La MAS gérée par l’AIPEI a poursuivi ses activités jusqu’à la vidéo de juin 2019 et le scandale public de sa publication entraînant la mise sous administration provisoire puis le transfert au Groupe SOS en février 2020. « Il a affecté une directrice provisoire pour essayer de remettre la structure sur les rails, reprend Isabelle Casteret, pour vérifier les qualifications et stabiliser les personnels. Une nouvelle directrice est en poste depuis le 1er mars mais mutualisée avec d’autres établissements. » Le Groupe SOS précise qu’il appartient aux directeurs d’établissements de vérifier la qualification, les antécédents et diplômes des embauchés, leur demande le bulletin n°3 du casier judiciaire mais ils ne requièrent pas la consultation du fichier des auteurs d’infractions sexuelles ou violentes (Fijais) : « Dans le contrat de travail, nous mentionnons que le salarié atteste n’avoir aucune condamnation aux casiers judiciaires B2 et B3, et qu’il s’engage à informer le Groupe SOS, dans le cas où une condamnation venait s’y inscrire. » Il précise que 20% de l’effectif de la MAS Virginie a été renouvelé et que les « personnes embauchées sont toutes diplômées et ont toutes une expérience des troubles du spectre autistique ».

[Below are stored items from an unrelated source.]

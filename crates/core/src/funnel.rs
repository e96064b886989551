//! Conversation funnel state machine.
//!
//! Stages progress `awareness -> interest -> consideration -> negotiation
//! -> closed_won`, with `closed_lost` as a terminal side-branch reachable
//! from any non-terminal stage. The stage is a high-water mark: requests
//! that would move it backward are ignored rather than rejected.

use std::collections::HashMap;
use std::str::FromStr;

use serde::{Deserialize, Serialize};

use crate::domain::lead::LeadStage;
use crate::errors::UnknownEnumValue;

#[derive(Clone, Copy, Debug, PartialEq, Eq, Hash, Serialize, Deserialize)]
#[serde(rename_all = "snake_case")]
pub enum FunnelStage {
    Awareness,
    Interest,
    Consideration,
    Negotiation,
    ClosedWon,
    ClosedLost,
}

impl FunnelStage {
    /// The committed progression, in order. `ClosedLost` sits outside it.
    pub const ORDERED: [FunnelStage; 5] = [
        FunnelStage::Awareness,
        FunnelStage::Interest,
        FunnelStage::Consideration,
        FunnelStage::Negotiation,
        FunnelStage::ClosedWon,
    ];

    pub fn as_str(&self) -> &'static str {
        match self {
            Self::Awareness => "awareness",
            Self::Interest => "interest",
            Self::Consideration => "consideration",
            Self::Negotiation => "negotiation",
            Self::ClosedWon => "closed_won",
            Self::ClosedLost => "closed_lost",
        }
    }

    pub fn rank(&self) -> u8 {
        match self {
            Self::Awareness => 0,
            Self::Interest => 1,
            Self::Consideration => 2,
            Self::Negotiation => 3,
            Self::ClosedWon | Self::ClosedLost => 4,
        }
    }

    pub fn is_terminal(&self) -> bool {
        matches!(self, Self::ClosedWon | Self::ClosedLost)
    }
}

impl FromStr for FunnelStage {
    type Err = UnknownEnumValue;

    fn from_str(value: &str) -> Result<Self, Self::Err> {
        match value {
            "awareness" => Ok(Self::Awareness),
            "interest" => Ok(Self::Interest),
            "consideration" => Ok(Self::Consideration),
            "negotiation" => Ok(Self::Negotiation),
            "closed_won" => Ok(Self::ClosedWon),
            "closed_lost" => Ok(Self::ClosedLost),
            other => Err(UnknownEnumValue { kind: "funnel stage", value: other.to_owned() }),
        }
    }
}

/// Apply a stage request against the high-water mark. Backward requests
/// return the current stage unchanged; an explicit `ClosedLost` is always
/// honored from any non-terminal stage; terminal stages absorb everything.
pub fn advance(current: FunnelStage, requested: FunnelStage) -> FunnelStage {
    if current.is_terminal() {
        return current;
    }
    if requested == FunnelStage::ClosedLost {
        return FunnelStage::ClosedLost;
    }
    if requested.rank() <= current.rank() {
        current
    } else {
        requested
    }
}

/// Lead stage and score synthesized from a funnel stage when a handoff
/// arrives with no explicit lead. The score mapping is monotonic in the
/// stage ordering.
#[derive(Clone, Copy, Debug, PartialEq, Eq)]
pub struct LeadProfile {
    pub stage: LeadStage,
    pub score: i32,
}

pub fn synthesized_lead_profile(stage: FunnelStage) -> LeadProfile {
    match stage {
        FunnelStage::Awareness => LeadProfile { stage: LeadStage::Cold, score: 30 },
        FunnelStage::Interest => LeadProfile { stage: LeadStage::Warm, score: 50 },
        FunnelStage::Consideration => LeadProfile { stage: LeadStage::Warm, score: 60 },
        FunnelStage::Negotiation => LeadProfile { stage: LeadStage::Hot, score: 80 },
        FunnelStage::ClosedWon => LeadProfile { stage: LeadStage::Qualified, score: 90 },
        FunnelStage::ClosedLost => LeadProfile { stage: LeadStage::Cold, score: 10 },
    }
}

#[derive(Clone, Debug, PartialEq, Serialize, Deserialize)]
pub struct ConversionRate {
    pub from: FunnelStage,
    pub to: FunnelStage,
    pub rate_pct: f64,
}

/// Consecutive-stage conversion rates from current-stage counts. A stage
/// with zero conversations yields a rate of 0 for the following pair
/// instead of failing on the division.
pub fn conversion_rates(counts: &HashMap<FunnelStage, i64>) -> Vec<ConversionRate> {
    FunnelStage::ORDERED
        .windows(2)
        .map(|pair| {
            let current = counts.get(&pair[0]).copied().unwrap_or(0);
            let next = counts.get(&pair[1]).copied().unwrap_or(0);
            let rate_pct = if current > 0 {
                round2(next as f64 / current as f64 * 100.0)
            } else {
                0.0
            };
            ConversionRate { from: pair[0], to: pair[1], rate_pct }
        })
        .collect()
}

fn round2(value: f64) -> f64 {
    (value * 100.0).round() / 100.0
}

#[cfg(test)]
mod tests {
    use std::collections::HashMap;

    use super::{
        advance, conversion_rates, synthesized_lead_profile, FunnelStage, LeadProfile,
    };
    use crate::domain::lead::LeadStage;

    #[test]
    fn stage_never_decreases() {
        use FunnelStage::*;

        let requests = [Interest, Awareness, Negotiation, Consideration, Interest, ClosedWon];
        let mut stage = Awareness;
        let mut observed = vec![stage];
        for requested in requests {
            stage = advance(stage, requested);
            observed.push(stage);
        }

        for window in observed.windows(2) {
            assert!(
                window[1].rank() >= window[0].rank(),
                "stage regressed: {:?} -> {:?}",
                window[0],
                window[1]
            );
        }
        assert_eq!(stage, FunnelStage::ClosedWon);
    }

    #[test]
    fn backward_request_is_ignored_not_rejected() {
        let stage = advance(FunnelStage::Negotiation, FunnelStage::Interest);
        assert_eq!(stage, FunnelStage::Negotiation);
    }

    #[test]
    fn closed_lost_is_always_honored_from_non_terminal_stages() {
        for current in [
            FunnelStage::Awareness,
            FunnelStage::Interest,
            FunnelStage::Consideration,
            FunnelStage::Negotiation,
        ] {
            assert_eq!(advance(current, FunnelStage::ClosedLost), FunnelStage::ClosedLost);
        }
    }

    #[test]
    fn terminal_stages_absorb_all_requests() {
        assert_eq!(advance(FunnelStage::ClosedWon, FunnelStage::ClosedLost), FunnelStage::ClosedWon);
        assert_eq!(advance(FunnelStage::ClosedLost, FunnelStage::ClosedWon), FunnelStage::ClosedLost);
        assert_eq!(advance(FunnelStage::ClosedLost, FunnelStage::Awareness), FunnelStage::ClosedLost);
    }

    #[test]
    fn synthesized_profile_maps_negotiation_to_hot() {
        assert_eq!(
            synthesized_lead_profile(FunnelStage::Negotiation),
            LeadProfile { stage: LeadStage::Hot, score: 80 }
        );
        assert_eq!(
            synthesized_lead_profile(FunnelStage::Consideration),
            LeadProfile { stage: LeadStage::Warm, score: 60 }
        );
    }

    #[test]
    fn synthesized_scores_are_monotonic_over_the_ordering() {
        let scores: Vec<i32> = FunnelStage::ORDERED
            .iter()
            .map(|stage| synthesized_lead_profile(*stage).score)
            .collect();
        for window in scores.windows(2) {
            assert!(window[0] < window[1], "scores must increase: {scores:?}");
        }
    }

    #[test]
    fn conversion_rates_divide_consecutive_stage_counts() {
        let mut counts = HashMap::new();
        counts.insert(FunnelStage::Awareness, 10);
        counts.insert(FunnelStage::Interest, 4);
        counts.insert(FunnelStage::Consideration, 3);

        let rates = conversion_rates(&counts);
        assert_eq!(rates.len(), 4);
        assert_eq!(rates[0].rate_pct, 40.0);
        assert_eq!(rates[1].rate_pct, 75.0);
    }

    #[test]
    fn zero_denominator_yields_zero_rate() {
        let mut counts = HashMap::new();
        counts.insert(FunnelStage::Interest, 5);

        let rates = conversion_rates(&counts);
        let awareness_to_interest = &rates[0];
        assert_eq!(awareness_to_interest.rate_pct, 0.0);
        assert!(rates.iter().all(|r| r.rate_pct.is_finite()));
    }
}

La parole des autres ne compte pas

Tédrick, brûlure de cigarette au pied droit

Pourquoi a-t-il fallu attendre la publication d’une vidéo pour que le ménage soit fait dans cet établissement ? « J’ai assisté il y a longtemps à une conférence sur le mieux-être des personnes handicapées, avant la loi du 2 janvier 2002, explique Hélène Ripolli. J’avais à l’époque récupéré mon fils après qu’il ait subi des maltraitances dans un établissement médico-social qui l’accueillait à cette époque, qui se sont terminées par un non-lieu en 2000. Dans cette conférence, un juge évoquait la parole des personnes vulnérables : voilà le problème avec vos enfants, ils ne parlent pas normalement, ne répondent pas forcément à la question qu’on pose. C’est pour cela que les plaintes n’aboutissent pas, à cause de leur parole, leur élocution. J’étais abasourdie. » Isabelle Casteret l’a directement vécu : « Lorsque j’ai porté plainte à Bondy, le policier m’a dit : les usagers ne parlent pas. Je suis revenue avec ma fille pour qu’il constate. Elle lui a répondu avec ses mots, en disant qu’ils étaient méchants, qu’ils tapaient. Le policier l’a consigné sans que cela puisse porter préjudice à la procédure, en la laissant parler. Il a reconnu qu’il n’était pas formé pour cela. Le fils de Madame François parle, mais la parole de nos enfants ne compte pas. Le personnel n’est jamais mis en cause. C’est la vidéo sur Tédrick qui a fait tout exploser, amenant le juge de Bobigny à évoquer un dossier énorme qui est un vrai panier de crabes. » Ce dont Hélène Ripolli tire cette leçon : « Les vidéos, les réseaux sociaux, merci ! Mais c’est quand même terrible. »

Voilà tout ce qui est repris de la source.